Exercise is something it seems many people, including men, talk about but don’t know why they are doing it. It makes sense you want to look better, and feel better, but it has way more benefits than just what you see on the surface. When a person wrestles with addiction, there are myriad things going on all at once. Mental health, spiritual, physical, and emotional health are all at play. When it comes to treatment for addiction, exercise can be motivating to support better health in all these areas but also to bring lasting change and healing.
How it Helps
Regular exercise can boost a person’s mood, help them practice good self care and is also a great way to meet other people. People who misuse substances, then incorporate exercise into a healthy recovery program may be less likely to relapse. When men struggle with various substance use disorders, they also get cravings. Workouts can combat this by:
- Adding structure to the day
- Forming positive social connections
- Help treat depression
- Anxiety-buster along with other therapies
People who have addiction can feel isolated and alone in the struggle. Going to group meetings is nice but it does not support overall the person’s balance of mind, body, and spirit that connecting with friends does. People who have known you through thick and thin, the ups and downs, are the ones who will carry you the farthest in recovery. If you have had to let go of all those connections because you needed to stay sober and clean, it is possible to reinvent yourself and your friendships. The best way to do this is by seeking out groups like CrossFit, a smaller gym with a more intimate feel, yoga, rock climbing, and hiking events. People are social creatures and feel inspired to step up their game when they are working alongside others. This may help boost morale for the long journey of recovery.

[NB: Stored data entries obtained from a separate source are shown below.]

// src/services/dashboard_service.rs

use uuid::Uuid;

use crate::{
    common::error::AppError,
    db::DashboardRepository,
    models::dashboard::{MonthlyExpenseEntry, MonthlyIncomeEntry, OccupancySummary},
};

#[derive(Clone)]
pub struct DashboardService {
    repo: DashboardRepository,
}

impl DashboardService {
    pub fn new(repo: DashboardRepository) -> Self {
        Self { repo }
    }

    pub async fn monthly_income(
        &self,
        landlord_id: Uuid,
    ) -> Result<Vec<MonthlyIncomeEntry>, AppError> {
        self.repo.monthly_income(landlord_id).await
    }

    pub async fn monthly_expenses(
        &self,
        landlord_id: Uuid,
    ) -> Result<Vec<MonthlyExpenseEntry>, AppError> {
        self.repo.monthly_expenses(landlord_id).await
    }

    pub async fn occupancy_summary(
        &self,
        landlord_id: Uuid,
    ) -> Result<OccupancySummary, AppError> {
        self.repo.occupancy_summary(landlord_id).await
    }
}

Staying on a medication-assisted treatment plan (MAT) improves the rates of abstinence from drugs. It depends on the individual and their plans, but studies show an increased risk of relapse when people stop taking medication, exercising, and participating in a holistic recovery approach. Therapeutic support is also essential, especially if you are dealing with co-occurring disorders or need added support. Some key things to keep in mind:
- At-home exercise programs work as well as the gym
- Find an inexpensive gym to facilitate group experiences and boost morale
- Find activity and sports groups nearby to join or recovery programs that utilize sports and emphasize sobriety
The key is finding what works for you. If you find a rhythm that works for you, you will feel so much better about yourself and your journey.

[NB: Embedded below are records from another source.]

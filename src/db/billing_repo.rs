// src/db/billing_repo.rs

use chrono::NaiveDate;
use rust_decimal::Decimal;
use sqlx::{Executor, PgPool, Postgres};
use uuid::Uuid;

use crate::{
    common::error::AppError,
    models::billing::{Bill, BillStatus, Expense, RoomBillingInfo, UtilityUsage},
};

#[derive(Clone)]
pub struct BillingRepository {
    pool: PgPool,
}

// Valores de uma fatura, já derivados pelo service.
pub struct BillAmounts {
    pub rent: Decimal,
    pub electricity: Decimal,
    pub water: Decimal,
    pub other: Decimal,
    pub total: Decimal,
}

// Leituras + derivados de consumo, recalculados pelo service a cada escrita.
pub struct UsageValues {
    pub electricity_previous: Decimal,
    pub electricity_current: Decimal,
    pub water_previous: Decimal,
    pub water_current: Decimal,
    pub electricity_units: Decimal,
    pub electricity_charge: Decimal,
    pub water_units: Decimal,
    pub water_charge: Decimal,
    pub total_charge: Decimal,
}

impl BillingRepository {
    pub fn new(pool: PgPool) -> Self {
        Self { pool }
    }

    // --- Faturas ---

    // A constraint UNIQUE (room_id, bill_month) é quem garante "uma fatura
    // por quarto por mês"; aqui só traduzimos a violação num erro de conflito.
    pub async fn create_bill<'e, E>(
        &self,
        executor: E,
        landlord_id: Uuid,
        room_id: Uuid,
        tenant_id: Uuid,
        bill_month: &str,
        amounts: BillAmounts,
    ) -> Result<Bill, AppError>
    where
        E: Executor<'e, Database = Postgres>,
    {
        sqlx::query_as::<_, Bill>(
            r#"
            INSERT INTO bills
                (landlord_id, room_id, tenant_id, bill_month,
                 rent_amount, electricity_amount, water_amount, other_amount, total_amount)
            VALUES ($1, $2, $3, $4, $5, $6, $7, $8, $9)
            RETURNING *
            "#,
        )
        .bind(landlord_id)
        .bind(room_id)
        .bind(tenant_id)
        .bind(bill_month)
        .bind(amounts.rent)
        .bind(amounts.electricity)
        .bind(amounts.water)
        .bind(amounts.other)
        .bind(amounts.total)
        .fetch_one(executor)
        .await
        .map_err(|e| {
            if let Some(db_err) = e.as_database_error() {
                if db_err.is_unique_violation() {
                    return AppError::BillAlreadyExists;
                }
            }
            e.into()
        })
    }

    pub async fn list_bills(
        &self,
        landlord_id: Uuid,
        month: Option<&str>,
        status: Option<BillStatus>,
    ) -> Result<Vec<Bill>, AppError> {
        let bills = sqlx::query_as::<_, Bill>(
            r#"
            SELECT * FROM bills
            WHERE landlord_id = $1
              AND ($2::TEXT IS NULL OR bill_month = $2)
              AND ($3::bill_status IS NULL OR status = $3)
            ORDER BY bill_month DESC, created_at DESC
            "#,
        )
        .bind(landlord_id)
        .bind(month)
        .bind(status)
        .fetch_all(&self.pool)
        .await?;
        Ok(bills)
    }

    pub async fn find_bill(&self, landlord_id: Uuid, id: Uuid) -> Result<Option<Bill>, AppError> {
        let bill =
            sqlx::query_as::<_, Bill>("SELECT * FROM bills WHERE id = $1 AND landlord_id = $2")
                .bind(id)
                .bind(landlord_id)
                .fetch_optional(&self.pool)
                .await?;
        Ok(bill)
    }

    pub async fn mark_paid(&self, landlord_id: Uuid, id: Uuid) -> Result<Bill, AppError> {
        sqlx::query_as::<_, Bill>(
            r#"
            UPDATE bills
            SET status = 'PAID', paid_at = now()
            WHERE id = $1 AND landlord_id = $2
            RETURNING *
            "#,
        )
        .bind(id)
        .bind(landlord_id)
        .fetch_optional(&self.pool)
        .await?
        .ok_or(AppError::BillNotFound)
    }

    // Quartos ocupados ainda sem fatura no mês (reconciliação).
    pub async fn rooms_without_bill<'e, E>(
        &self,
        executor: E,
        landlord_id: Uuid,
        bill_month: &str,
    ) -> Result<Vec<RoomBillingInfo>, AppError>
    where
        E: Executor<'e, Database = Postgres>,
    {
        let rooms = sqlx::query_as::<_, RoomBillingInfo>(
            r#"
            SELECT r.id AS room_id, r.tenant_id, r.price
            FROM rooms r
            WHERE r.landlord_id = $1
              AND r.status = 'OCCUPIED'
              AND NOT EXISTS (
                  SELECT 1 FROM bills b
                  WHERE b.room_id = r.id AND b.bill_month = $2
              )
            "#,
        )
        .bind(landlord_id)
        .bind(bill_month)
        .fetch_all(executor)
        .await?;
        Ok(rooms)
    }

    // --- Consumo (água/luz) ---

    pub async fn create_usage(
        &self,
        landlord_id: Uuid,
        room_id: Uuid,
        usage_month: &str,
        values: UsageValues,
    ) -> Result<UtilityUsage, AppError> {
        sqlx::query_as::<_, UtilityUsage>(
            r#"
            INSERT INTO utility_usages
                (landlord_id, room_id, usage_month,
                 electricity_previous, electricity_current, water_previous, water_current,
                 electricity_units, electricity_charge, water_units, water_charge, total_charge)
            VALUES ($1, $2, $3, $4, $5, $6, $7, $8, $9, $10, $11, $12)
            RETURNING *
            "#,
        )
        .bind(landlord_id)
        .bind(room_id)
        .bind(usage_month)
        .bind(values.electricity_previous)
        .bind(values.electricity_current)
        .bind(values.water_previous)
        .bind(values.water_current)
        .bind(values.electricity_units)
        .bind(values.electricity_charge)
        .bind(values.water_units)
        .bind(values.water_charge)
        .bind(values.total_charge)
        .fetch_one(&self.pool)
        .await
        .map_err(|e| {
            if let Some(db_err) = e.as_database_error() {
                if db_err.is_unique_violation() {
                    return AppError::UsageAlreadyExists;
                }
            }
            e.into()
        })
    }

    pub async fn update_usage(
        &self,
        landlord_id: Uuid,
        id: Uuid,
        values: UsageValues,
    ) -> Result<UtilityUsage, AppError> {
        sqlx::query_as::<_, UtilityUsage>(
            r#"
            UPDATE utility_usages
            SET electricity_previous = $3, electricity_current = $4,
                water_previous = $5, water_current = $6,
                electricity_units = $7, electricity_charge = $8,
                water_units = $9, water_charge = $10, total_charge = $11,
                updated_at = now()
            WHERE id = $1 AND landlord_id = $2
            RETURNING *
            "#,
        )
        .bind(id)
        .bind(landlord_id)
        .bind(values.electricity_previous)
        .bind(values.electricity_current)
        .bind(values.water_previous)
        .bind(values.water_current)
        .bind(values.electricity_units)
        .bind(values.electricity_charge)
        .bind(values.water_units)
        .bind(values.water_charge)
        .bind(values.total_charge)
        .fetch_optional(&self.pool)
        .await?
        .ok_or(AppError::UsageNotFound)
    }

    pub async fn find_usage(
        &self,
        landlord_id: Uuid,
        id: Uuid,
    ) -> Result<Option<UtilityUsage>, AppError> {
        let usage = sqlx::query_as::<_, UtilityUsage>(
            "SELECT * FROM utility_usages WHERE id = $1 AND landlord_id = $2",
        )
        .bind(id)
        .bind(landlord_id)
        .fetch_optional(&self.pool)
        .await?;
        Ok(usage)
    }

    pub async fn find_usage_for_room_month<'e, E>(
        &self,
        executor: E,
        landlord_id: Uuid,
        room_id: Uuid,
        usage_month: &str,
    ) -> Result<Option<UtilityUsage>, AppError>
    where
        E: Executor<'e, Database = Postgres>,
    {
        let usage = sqlx::query_as::<_, UtilityUsage>(
            r#"
            SELECT * FROM utility_usages
            WHERE room_id = $2 AND usage_month = $3 AND landlord_id = $1
            "#,
        )
        .bind(landlord_id)
        .bind(room_id)
        .bind(usage_month)
        .fetch_optional(executor)
        .await?;
        Ok(usage)
    }

    pub async fn list_usages(
        &self,
        landlord_id: Uuid,
        month: Option<&str>,
    ) -> Result<Vec<UtilityUsage>, AppError> {
        let usages = sqlx::query_as::<_, UtilityUsage>(
            r#"
            SELECT * FROM utility_usages
            WHERE landlord_id = $1 AND ($2::TEXT IS NULL OR usage_month = $2)
            ORDER BY usage_month DESC
            "#,
        )
        .bind(landlord_id)
        .bind(month)
        .fetch_all(&self.pool)
        .await?;
        Ok(usages)
    }

    // --- Despesas ---

    pub async fn create_expense(
        &self,
        landlord_id: Uuid,
        description: &str,
        category: &str,
        amount: Decimal,
        spent_on: NaiveDate,
    ) -> Result<Expense, AppError> {
        let expense = sqlx::query_as::<_, Expense>(
            r#"
            INSERT INTO expenses (landlord_id, description, category, amount, spent_on)
            VALUES ($1, $2, $3, $4, $5)
            RETURNING *
            "#,
        )
        .bind(landlord_id)
        .bind(description)
        .bind(category)
        .bind(amount)
        .bind(spent_on)
        .fetch_one(&self.pool)
        .await?;
        Ok(expense)
    }

    pub async fn list_expenses(&self, landlord_id: Uuid) -> Result<Vec<Expense>, AppError> {
        let expenses = sqlx::query_as::<_, Expense>(
            "SELECT * FROM expenses WHERE landlord_id = $1 ORDER BY spent_on DESC",
        )
        .bind(landlord_id)
        .fetch_all(&self.pool)
        .await?;
        Ok(expenses)
    }

    pub async fn delete_expense(&self, landlord_id: Uuid, id: Uuid) -> Result<(), AppError> {
        let result = sqlx::query("DELETE FROM expenses WHERE id = $1 AND landlord_id = $2")
            .bind(id)
            .bind(landlord_id)
            .execute(&self.pool)
            .await?;
        if result.rows_affected() == 0 {
            return Err(AppError::ExpenseNotFound);
        }
        Ok(())
    }
}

Recovery starts with reaching out for help. The Last Resort is a place of healing and hope for addiction recovery. We strive to provide a place of enrichment that cultivates the inner as well as the outer journey of recovery. However you find your way to the Last Resort, we endeavor to provide a haven where you can journey through recovery feeling like your life and story have meaning and a purpose. Call us to find out more: 512-750-6750.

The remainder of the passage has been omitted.